» **Requirement**
Nothing in the entries should be altered. Write them out in full.

» **Data shown**

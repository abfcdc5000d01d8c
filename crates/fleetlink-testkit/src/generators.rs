//! Proptest generators for fleetlink types.

use proptest::prelude::*;

use fleetlink_core::{
    message_type, Array, ArrayRecord, ConfigRecord, ConfigValue, Message, Metadata, NodeId,
    RecordDict, RunId,
};

/// Generate a registered node id (never the coordinator).
pub fn node_id() -> impl Strategy<Value = NodeId> {
    (1u64..=u64::MAX).prop_map(NodeId)
}

pub fn run_id() -> impl Strategy<Value = RunId> {
    any::<u64>()
}

/// Generate a scalar config value. Floats are finite so values compare equal.
pub fn config_value() -> impl Strategy<Value = ConfigValue> {
    prop_oneof![
        any::<bool>().prop_map(ConfigValue::Bool),
        any::<i64>().prop_map(ConfigValue::Int),
        (-1.0e9f64..1.0e9f64).prop_map(ConfigValue::Float),
        "[a-z0-9 ]{0,16}".prop_map(ConfigValue::Str),
        prop::collection::vec(any::<u8>(), 0..32).prop_map(|b| ConfigValue::Bytes(b.into())),
    ]
}

pub fn config_record() -> impl Strategy<Value = ConfigRecord> {
    prop::collection::btree_map("[a-z][a-z_]{0,11}", config_value(), 0..6)
        .prop_map(|values| ConfigRecord { values })
}

/// Generate an array of `1..=max_chunks` chunks of `chunk_size` bytes or
/// fewer.
pub fn array(max_chunks: usize, chunk_size: usize) -> impl Strategy<Value = Array> {
    prop::collection::vec(any::<u8>(), 1..=max_chunks * chunk_size).prop_map(move |data| {
        let len = data.len() as u64;
        Array::with_chunk_size("u8", vec![len], "numpy.ndarray", data, chunk_size)
    })
}

pub fn array_record() -> impl Strategy<Value = ArrayRecord> {
    prop::collection::btree_map("[a-z]{1,8}", array(4, 64), 1..4)
        .prop_map(|arrays| ArrayRecord { arrays })
}

pub fn record_dict() -> impl Strategy<Value = RecordDict> {
    (array_record(), config_record()).prop_map(|(arrays, config)| {
        RecordDict::new()
            .with_arrays("parameters", arrays)
            .with_config("config", config)
    })
}

/// Parameters for generating an instruction message.
#[derive(Debug, Clone)]
pub struct MessageParams {
    pub run_id: RunId,
    pub dst: NodeId,
    pub message_type: &'static str,
    pub content: RecordDict,
}

impl Arbitrary for MessageParams {
    type Parameters = ();
    type Strategy = BoxedStrategy<Self>;

    fn arbitrary_with(_: Self::Parameters) -> Self::Strategy {
        (
            run_id(),
            node_id(),
            prop::sample::select(vec![
                message_type::TRAIN,
                message_type::EVALUATE,
                message_type::QUERY,
            ]),
            record_dict(),
        )
            .prop_map(|(run_id, dst, message_type, content)| MessageParams {
                run_id,
                dst,
                message_type,
                content,
            })
            .boxed()
    }
}

/// Build the message described by `params`, sent by the coordinator.
pub fn message_from_params(params: &MessageParams) -> Message {
    Message::new(
        Metadata::new(params.run_id, NodeId::COORDINATOR, params.dst, params.message_type)
            .with_created_at(1_700_000_000_000),
        params.content.clone(),
    )
}
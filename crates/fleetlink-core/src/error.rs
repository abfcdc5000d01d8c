//! Error types for fleetlink core.

use thiserror::Error;

use crate::object::ObjectType;
use crate::types::ObjectId;

/// Errors that can occur while deflating or inflating objects.
#[derive(Debug, Error)]
pub enum CoreError {
    #[error("decoding error: {0}")]
    DecodingError(String),

    #[error("malformed object {id}: {reason}")]
    MalformedObject { id: ObjectId, reason: String },

    #[error("object {0} missing from contents")]
    MissingObject(ObjectId),

    #[error("object id mismatch: expected {expected}, got {actual}")]
    ObjectIdMismatch { expected: ObjectId, actual: ObjectId },

    #[error("object {id} has type {actual:?}, expected {expected:?}")]
    UnexpectedObjectType {
        id: ObjectId,
        expected: ObjectType,
        actual: ObjectType,
    },

    #[error("unknown object type tag: {0}")]
    UnknownObjectType(u64),
}

impl CoreError {
    pub(crate) fn malformed(id: ObjectId, reason: impl Into<String>) -> Self {
        CoreError::MalformedObject {
            id,
            reason: reason.into(),
        }
    }
}

/// Result type for core operations.
pub type Result<T> = std::result::Result<T, CoreError>;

» **Result of the task**
repository abfcdc5000d01d8c
filename crates/fleetlink-testkit/src/generators.rs
//! Proptest generators for fleetlink types.

use proptest::prelude::*;

use fleetlink_core::{
    message_type, Array, ArrayRecord, ConfigRecord, ConfigValue, Message, Metadata, NodeId,
    RecordDict, RunId,
};

/// Generate a registered node id (never the coordinator).
pub fn node_id() -> impl Strategy<Value = NodeId> {
    (1u64..=u64::MAX).prop_map(NodeId)
}

pub fn run_id() -> impl Strategy<Value = RunId> {
    any::<u64>()
}

/// Generate a scalar config value. Floats are finite so values compare equal.
pub fn config_value() -> impl Strategy<Value = ConfigValue> {
    prop_oneof![
        any::<bool>().prop_map(ConfigValue::Bool),
        any::<i64>().prop_map(ConfigValue::Int),
        (-1.0e9f64..1.0e9f64).prop_map(ConfigValue::Float),
        "[a-z0-9 ]{0,16}".prop_map(ConfigValue::Str),
        prop::collection::vec(any::<u8>(), 0..32).prop_map(|b| ConfigValue::Bytes(b.into())),
    ]
}

pub fn config_record() -> impl Strategy<Value = ConfigRecord> {
    prop::collection::btree_map("[a-z][a-z_]{0,11}", config_value(), 0..6)
        .prop_map(|values| ConfigRecord { values })
}

/// Generate an array of `1..=max_chunks` chunks of `chunk_size` bytes or
/// fewer.
pub fn array(max_chunks: usize, chunk_size: usize) -> impl Strategy<Value = Array> {
    prop::collection::vec(any::<u8>(), 1..=max_chunks * chunk_size).prop_map(move |data| {
        let len = data.len() as u64;
        Array::with_chunk_size("u8", vec![len], "numpy.ndarray", data, chunk_size)
    })
}

pub fn array_record() -> impl Strategy<Value = ArrayRecord> {
    prop::collection::btree_map("[a-z]{1,8}", array(4, 64), 1..4)
        .prop_map(|arrays| ArrayRecord { arrays })
}

pub fn record_dict() -> impl Strategy<Value = RecordDict> {
    (array_record(), config_record()).prop_map(|(arrays, config)| {
        RecordDict::new()
            .with_arrays("parameters", arrays)
            .with_config("config", config)
    })
}

/// Parameters for generating an instruction message.
#[derive(Debug, Clone)]
pub struct MessageParams {
    pub run_id: RunId,
    pub dst: NodeId,
    pub message_type: &'static str,
    pub content: RecordDict,
}

impl Arbitrary for MessageParams {
    type Parameters = ();
    type Strategy = BoxedStrategy<Self>;

    fn arbitrary_with(_: Self::Parameters) -> Self::Strategy {
        (
            run_id(),
            node_id(),
            prop::sample::select(vec![
                message_type::TRAIN,
                message_type::EVALUATE,
                message_type::QUERY,
            ]),
            record_dict(),
        )
            .prop_map(|(run_id, dst, message_type, content)| MessageParams {
                run_id,
                dst,
                message_type,
                content,
            })
            .boxed()
    }
}

/// Build the message described by `params`, sent by the coordinator.
pub fn message_from_params(params: &MessageParams) -> Message {
    Message::new(
        Metadata::new(params.run_id, NodeId::COORDINATOR, params.dst, params.message_type)
            .with_created_at(1_700_000_000_000),
        params.content.clone(),
    )
}
filename crates/fleetlink-core/src/error.rs
repository abfcdc5000d01d8c
//! Error types for fleetlink core.

use thiserror::Error;

use crate::object::ObjectType;
use crate::types::ObjectId;

/// Errors that can occur while deflating or inflating objects.
#[derive(Debug, Error)]
pub enum CoreError {
    #[error("decoding error: {0}")]
    DecodingError(String),

    #[error("malformed object {id}: {reason}")]
    MalformedObject { id: ObjectId, reason: String },

    #[error("object {0} missing from contents")]
    MissingObject(ObjectId),

    #[error("object id mismatch: expected {expected}, got {actual}")]
    ObjectIdMismatch { expected: ObjectId, actual: ObjectId },

    #[error("object {id} has type {actual:?}, expected {expected:?}")]
    UnexpectedObjectType {
        id: ObjectId,
        expected: ObjectType,
        actual: ObjectType,
    },

    #[error("unknown object type tag: {0}")]
    UnknownObjectType(u64),
}

impl CoreError {
    pub(crate) fn malformed(id: ObjectId, reason: impl Into<String>) -> Self {
        CoreError::MalformedObject {
            id,
            reason: reason.into(),
        }
    }
}

/// Result type for core operations.
pub type Result<T> = std::result::Result<T, CoreError>;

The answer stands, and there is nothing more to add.